Caelum finit par faire un pas dans sa direction, s'éclaircissant la gorge. Il la fixait depuis plusieurs minutes déjà. Même perdue dans ses pensées, elle avait remarqué qu'il avait ouvert plusieurs fois la bouche, sans pour autant réussir à parler.

« Iema, ce n'est pas ta faute. » déclara-t-il soudainement.

Avec difficulté, elle détacha son regard de l'endroit où la silhouette de Nael s'était évanouie pour croiser le sien. Immédiatement, elle se noya dans ces iris ambrées. Son cœur se mit soudainement à accélérer. Comme un écho, les mots qu'il lui avait hurlé, face à la tempête de son propre esprit, lui revinrent brusquement. C'est pour ça que je suis tombé amoureux de toi...

Elle se souvenait de tout.

« Ne prétends pas le contraire juste pour diminuer ma douleur. »

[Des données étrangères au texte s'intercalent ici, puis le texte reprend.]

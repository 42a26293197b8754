//! PostgreSQL fixtures for the store tests.
//!
//! Tests run against the `<db>_test` database derived from `DATABASE_URL`
//! and are skipped when no database is configured.

use std::path::Path;
use std::sync::Once;

use diesel::pg::PgConnection;
use diesel::Connection;
use diesel_migrations::{embed_migrations, EmbeddedMigrations, MigrationHarness};

use chat_api::config::Config;
use chat_api::db::pool::{self, DbPool};

const MIGRATIONS: EmbeddedMigrations = embed_migrations!("./migrations");

static MIGRATE: Once = Once::new();

/// Pool on the test database with the schema applied, or `None` when
/// `DATABASE_URL` is unset.
pub async fn test_pool() -> Option<DbPool> {
    let _ = dotenvy::from_path(Path::new(env!("CARGO_MANIFEST_DIR")).join(".env"));

    let Some(database_url) = Config::from_env().database_url else {
        eprintln!("DATABASE_URL not set; skipping PostgreSQL test");
        return None;
    };
    let database_url = pool::with_test_db_suffix(&database_url);

    let url = database_url.clone();
    tokio::task::spawn_blocking(move || {
        MIGRATE.call_once(|| {
            let mut conn = PgConnection::establish(&url).expect("connect to test database");
            conn.run_pending_migrations(MIGRATIONS).expect("run migrations");
        });
    })
    .await
    .expect("migration task");

    Some(pool::connect(&database_url).await)
}

/// Clean up identities bound to any of `session_ids`.
pub async fn delete_identities(db: &DbPool, session_ids: &[String]) {
    use chat_api::db::schema::identities;
    use diesel::prelude::*;
    use diesel_async::RunQueryDsl;

    let mut conn = db.get().await.expect("pool");
    diesel::delete(identities::table.filter(identities::session_id.eq_any(session_ids.to_vec())))
        .execute(&mut conn)
        .await
        .ok();
}

/// Clean up messages posted under `author`.
pub async fn delete_messages_by(db: &DbPool, author: &str) {
    use chat_api::db::schema::messages;
    use diesel::prelude::*;
    use diesel_async::RunQueryDsl;

    let mut conn = db.get().await.expect("pool");
    diesel::delete(messages::table.filter(messages::author.eq(author)))
        .execute(&mut conn)
        .await
        .ok();
}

Elle se souvenait de chacun de ses mots. De chacune de ses phrases. De chacune des émotions qui avaient traversé son visage. Iema n'avait pas encore eu le temps de réfléchir à ce qu'il avait dit. Elle n'avait même pas eu le temps de réfléchir à ce qu'elle ressentait. Dans sa tête, encore et toujours la tempête. Et les grognements sourds de la dragonne au fond de son cœur.

« J'ai craché ces flammes, Iema. Pas toi. » reprit Caelum. 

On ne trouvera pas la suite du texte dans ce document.